**Instructions for the task:** Every line in the records below that holds "tick" must be identified and copied.

────────────────

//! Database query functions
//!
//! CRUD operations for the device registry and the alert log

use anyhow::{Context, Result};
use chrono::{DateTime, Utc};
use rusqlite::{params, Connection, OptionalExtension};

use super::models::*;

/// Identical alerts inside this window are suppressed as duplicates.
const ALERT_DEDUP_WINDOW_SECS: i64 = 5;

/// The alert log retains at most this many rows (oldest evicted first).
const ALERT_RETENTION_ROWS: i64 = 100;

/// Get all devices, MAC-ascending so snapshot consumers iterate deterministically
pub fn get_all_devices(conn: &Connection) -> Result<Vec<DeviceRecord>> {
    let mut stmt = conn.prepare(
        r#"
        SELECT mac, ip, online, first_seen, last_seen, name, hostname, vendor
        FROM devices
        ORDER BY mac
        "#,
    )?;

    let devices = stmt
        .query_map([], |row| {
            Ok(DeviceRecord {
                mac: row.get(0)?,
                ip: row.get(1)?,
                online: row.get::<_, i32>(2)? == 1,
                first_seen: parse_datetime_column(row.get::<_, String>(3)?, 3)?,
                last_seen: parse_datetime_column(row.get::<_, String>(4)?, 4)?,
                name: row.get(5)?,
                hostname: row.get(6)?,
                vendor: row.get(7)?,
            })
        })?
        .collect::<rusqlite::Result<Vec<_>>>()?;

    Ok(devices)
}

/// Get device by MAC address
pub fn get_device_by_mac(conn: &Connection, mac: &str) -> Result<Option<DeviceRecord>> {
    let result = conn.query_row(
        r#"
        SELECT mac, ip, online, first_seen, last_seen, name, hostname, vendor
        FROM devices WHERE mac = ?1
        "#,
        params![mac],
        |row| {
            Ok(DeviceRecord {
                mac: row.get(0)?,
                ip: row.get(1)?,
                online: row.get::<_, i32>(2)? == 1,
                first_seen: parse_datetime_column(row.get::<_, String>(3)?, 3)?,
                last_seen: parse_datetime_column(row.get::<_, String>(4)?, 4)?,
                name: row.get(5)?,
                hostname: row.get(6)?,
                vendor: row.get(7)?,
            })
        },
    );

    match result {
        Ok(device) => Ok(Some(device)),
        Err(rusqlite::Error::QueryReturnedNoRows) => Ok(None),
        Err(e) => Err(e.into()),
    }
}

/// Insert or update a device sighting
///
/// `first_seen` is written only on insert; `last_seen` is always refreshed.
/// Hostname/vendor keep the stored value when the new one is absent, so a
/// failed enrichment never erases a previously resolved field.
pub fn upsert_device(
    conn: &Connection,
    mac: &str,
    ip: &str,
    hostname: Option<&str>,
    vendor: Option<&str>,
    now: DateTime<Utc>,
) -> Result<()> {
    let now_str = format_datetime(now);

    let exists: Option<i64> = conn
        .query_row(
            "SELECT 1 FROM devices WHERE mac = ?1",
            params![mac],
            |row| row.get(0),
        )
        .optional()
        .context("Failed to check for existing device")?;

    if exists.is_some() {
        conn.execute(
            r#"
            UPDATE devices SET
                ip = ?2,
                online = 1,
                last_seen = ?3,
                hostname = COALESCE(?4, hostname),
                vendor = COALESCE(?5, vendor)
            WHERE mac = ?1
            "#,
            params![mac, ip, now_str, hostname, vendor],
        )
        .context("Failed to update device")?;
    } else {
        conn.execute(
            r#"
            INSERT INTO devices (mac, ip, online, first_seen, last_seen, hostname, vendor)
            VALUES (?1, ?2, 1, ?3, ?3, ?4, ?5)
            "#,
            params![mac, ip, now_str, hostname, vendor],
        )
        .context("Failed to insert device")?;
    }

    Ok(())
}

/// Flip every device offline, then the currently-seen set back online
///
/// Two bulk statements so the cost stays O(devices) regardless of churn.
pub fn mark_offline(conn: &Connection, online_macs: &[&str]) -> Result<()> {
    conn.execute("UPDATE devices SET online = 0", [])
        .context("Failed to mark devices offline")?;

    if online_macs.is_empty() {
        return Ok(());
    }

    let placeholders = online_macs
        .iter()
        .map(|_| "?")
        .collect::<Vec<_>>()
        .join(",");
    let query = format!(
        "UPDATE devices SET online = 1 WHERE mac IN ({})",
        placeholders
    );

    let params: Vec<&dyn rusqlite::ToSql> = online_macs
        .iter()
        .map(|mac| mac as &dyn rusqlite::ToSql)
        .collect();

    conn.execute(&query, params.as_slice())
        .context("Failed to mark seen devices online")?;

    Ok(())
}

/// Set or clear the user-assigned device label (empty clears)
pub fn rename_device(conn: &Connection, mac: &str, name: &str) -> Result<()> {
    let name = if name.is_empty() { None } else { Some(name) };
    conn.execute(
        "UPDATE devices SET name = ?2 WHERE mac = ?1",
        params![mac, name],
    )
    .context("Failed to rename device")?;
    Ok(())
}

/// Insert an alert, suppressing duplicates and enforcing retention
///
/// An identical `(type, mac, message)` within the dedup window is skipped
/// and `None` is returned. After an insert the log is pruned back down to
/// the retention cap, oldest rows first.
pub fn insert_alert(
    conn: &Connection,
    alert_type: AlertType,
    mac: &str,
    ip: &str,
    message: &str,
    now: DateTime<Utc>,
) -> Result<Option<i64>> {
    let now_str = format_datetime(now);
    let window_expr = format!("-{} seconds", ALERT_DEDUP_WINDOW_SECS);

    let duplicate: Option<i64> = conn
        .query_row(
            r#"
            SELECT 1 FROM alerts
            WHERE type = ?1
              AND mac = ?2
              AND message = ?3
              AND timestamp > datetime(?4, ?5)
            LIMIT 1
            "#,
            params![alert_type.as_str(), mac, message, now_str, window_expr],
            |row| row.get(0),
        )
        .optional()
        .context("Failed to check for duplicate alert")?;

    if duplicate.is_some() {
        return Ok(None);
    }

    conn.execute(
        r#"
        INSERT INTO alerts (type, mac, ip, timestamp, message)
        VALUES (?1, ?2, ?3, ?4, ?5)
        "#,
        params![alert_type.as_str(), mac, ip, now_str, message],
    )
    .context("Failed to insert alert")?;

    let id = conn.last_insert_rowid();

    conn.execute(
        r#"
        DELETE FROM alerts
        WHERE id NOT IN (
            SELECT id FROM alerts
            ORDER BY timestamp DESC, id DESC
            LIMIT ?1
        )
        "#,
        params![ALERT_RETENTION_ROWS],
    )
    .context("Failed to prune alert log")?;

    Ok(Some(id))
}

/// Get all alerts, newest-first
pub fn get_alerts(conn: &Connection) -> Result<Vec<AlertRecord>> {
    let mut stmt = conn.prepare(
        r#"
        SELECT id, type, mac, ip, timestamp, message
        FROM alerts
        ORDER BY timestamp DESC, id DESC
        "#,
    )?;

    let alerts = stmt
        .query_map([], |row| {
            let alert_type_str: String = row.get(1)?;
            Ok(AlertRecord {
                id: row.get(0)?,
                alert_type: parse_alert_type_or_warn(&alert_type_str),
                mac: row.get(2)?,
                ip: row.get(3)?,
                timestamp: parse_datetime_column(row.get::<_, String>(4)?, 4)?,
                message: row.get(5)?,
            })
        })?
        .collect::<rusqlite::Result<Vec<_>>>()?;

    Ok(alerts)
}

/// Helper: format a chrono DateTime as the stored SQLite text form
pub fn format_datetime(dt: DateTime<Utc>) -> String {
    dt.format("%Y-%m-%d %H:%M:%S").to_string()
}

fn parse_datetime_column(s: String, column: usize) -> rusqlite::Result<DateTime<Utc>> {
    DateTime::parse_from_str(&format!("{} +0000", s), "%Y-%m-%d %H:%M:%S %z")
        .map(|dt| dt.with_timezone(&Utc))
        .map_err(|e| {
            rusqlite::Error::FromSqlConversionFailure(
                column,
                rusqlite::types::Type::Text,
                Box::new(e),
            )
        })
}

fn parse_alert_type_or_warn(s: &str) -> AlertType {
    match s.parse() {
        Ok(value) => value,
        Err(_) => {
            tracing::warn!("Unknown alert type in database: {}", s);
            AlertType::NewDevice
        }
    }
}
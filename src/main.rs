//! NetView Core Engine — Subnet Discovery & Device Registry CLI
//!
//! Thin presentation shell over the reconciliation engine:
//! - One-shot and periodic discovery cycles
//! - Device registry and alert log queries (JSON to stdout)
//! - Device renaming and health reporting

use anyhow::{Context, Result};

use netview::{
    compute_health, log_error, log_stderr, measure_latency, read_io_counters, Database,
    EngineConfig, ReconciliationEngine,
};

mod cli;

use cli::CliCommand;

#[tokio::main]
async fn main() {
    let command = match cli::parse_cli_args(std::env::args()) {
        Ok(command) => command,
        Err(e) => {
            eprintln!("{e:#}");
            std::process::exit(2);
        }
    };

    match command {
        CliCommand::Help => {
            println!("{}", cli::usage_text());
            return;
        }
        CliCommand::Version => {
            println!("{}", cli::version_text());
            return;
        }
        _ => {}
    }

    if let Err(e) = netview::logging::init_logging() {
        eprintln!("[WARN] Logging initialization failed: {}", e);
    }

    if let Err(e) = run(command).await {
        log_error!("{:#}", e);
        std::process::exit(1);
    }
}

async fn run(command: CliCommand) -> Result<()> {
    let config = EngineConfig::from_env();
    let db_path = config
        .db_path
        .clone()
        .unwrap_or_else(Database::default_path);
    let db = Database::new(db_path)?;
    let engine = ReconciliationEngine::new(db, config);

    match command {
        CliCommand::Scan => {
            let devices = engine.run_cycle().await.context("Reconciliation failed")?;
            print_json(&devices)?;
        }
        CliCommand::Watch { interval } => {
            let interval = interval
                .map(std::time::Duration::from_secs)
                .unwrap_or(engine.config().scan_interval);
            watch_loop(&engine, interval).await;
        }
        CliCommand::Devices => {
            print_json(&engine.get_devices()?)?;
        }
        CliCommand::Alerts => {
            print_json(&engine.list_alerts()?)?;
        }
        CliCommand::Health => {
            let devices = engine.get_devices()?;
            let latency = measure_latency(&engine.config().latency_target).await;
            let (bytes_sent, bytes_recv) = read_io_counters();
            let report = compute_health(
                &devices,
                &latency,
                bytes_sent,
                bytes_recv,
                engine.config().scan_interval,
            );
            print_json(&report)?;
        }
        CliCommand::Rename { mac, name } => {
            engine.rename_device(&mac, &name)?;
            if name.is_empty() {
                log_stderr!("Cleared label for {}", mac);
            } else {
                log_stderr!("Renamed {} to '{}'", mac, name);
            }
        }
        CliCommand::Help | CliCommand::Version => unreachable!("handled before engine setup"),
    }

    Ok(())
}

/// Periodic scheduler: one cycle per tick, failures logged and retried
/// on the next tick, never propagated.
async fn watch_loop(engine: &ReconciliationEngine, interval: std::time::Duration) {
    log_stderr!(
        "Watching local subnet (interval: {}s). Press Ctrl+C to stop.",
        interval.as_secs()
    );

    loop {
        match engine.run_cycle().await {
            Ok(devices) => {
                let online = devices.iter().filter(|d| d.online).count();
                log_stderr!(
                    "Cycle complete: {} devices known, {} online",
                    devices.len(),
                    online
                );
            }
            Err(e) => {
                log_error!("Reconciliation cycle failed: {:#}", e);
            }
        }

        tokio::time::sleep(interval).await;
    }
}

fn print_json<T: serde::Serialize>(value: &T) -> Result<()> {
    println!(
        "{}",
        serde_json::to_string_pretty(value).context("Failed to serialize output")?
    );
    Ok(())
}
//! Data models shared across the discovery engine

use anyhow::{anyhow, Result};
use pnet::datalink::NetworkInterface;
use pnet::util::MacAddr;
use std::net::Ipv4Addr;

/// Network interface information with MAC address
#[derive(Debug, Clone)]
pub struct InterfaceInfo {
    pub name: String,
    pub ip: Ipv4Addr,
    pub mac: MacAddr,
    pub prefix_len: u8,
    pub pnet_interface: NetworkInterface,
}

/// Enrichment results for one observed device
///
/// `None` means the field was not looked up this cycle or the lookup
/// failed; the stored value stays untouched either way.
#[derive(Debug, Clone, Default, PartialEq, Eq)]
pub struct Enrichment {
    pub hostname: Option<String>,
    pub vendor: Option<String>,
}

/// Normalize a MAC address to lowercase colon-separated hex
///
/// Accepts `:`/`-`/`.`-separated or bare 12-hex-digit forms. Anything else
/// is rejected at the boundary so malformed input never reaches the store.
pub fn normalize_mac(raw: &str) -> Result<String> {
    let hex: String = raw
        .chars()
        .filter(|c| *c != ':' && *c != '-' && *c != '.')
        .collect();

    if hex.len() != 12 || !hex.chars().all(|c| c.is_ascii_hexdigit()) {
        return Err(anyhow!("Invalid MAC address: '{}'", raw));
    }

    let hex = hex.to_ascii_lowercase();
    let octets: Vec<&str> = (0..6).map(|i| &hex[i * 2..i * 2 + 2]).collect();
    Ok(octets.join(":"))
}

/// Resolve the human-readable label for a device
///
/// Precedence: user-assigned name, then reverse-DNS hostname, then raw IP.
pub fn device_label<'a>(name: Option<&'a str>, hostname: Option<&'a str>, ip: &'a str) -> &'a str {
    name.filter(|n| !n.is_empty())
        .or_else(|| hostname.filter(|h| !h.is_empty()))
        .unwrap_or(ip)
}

────────────────

**Worked solution:**
/// Periodic scheduler: one cycle per tick, failures logged and retried
/// on the next tick, never propagated.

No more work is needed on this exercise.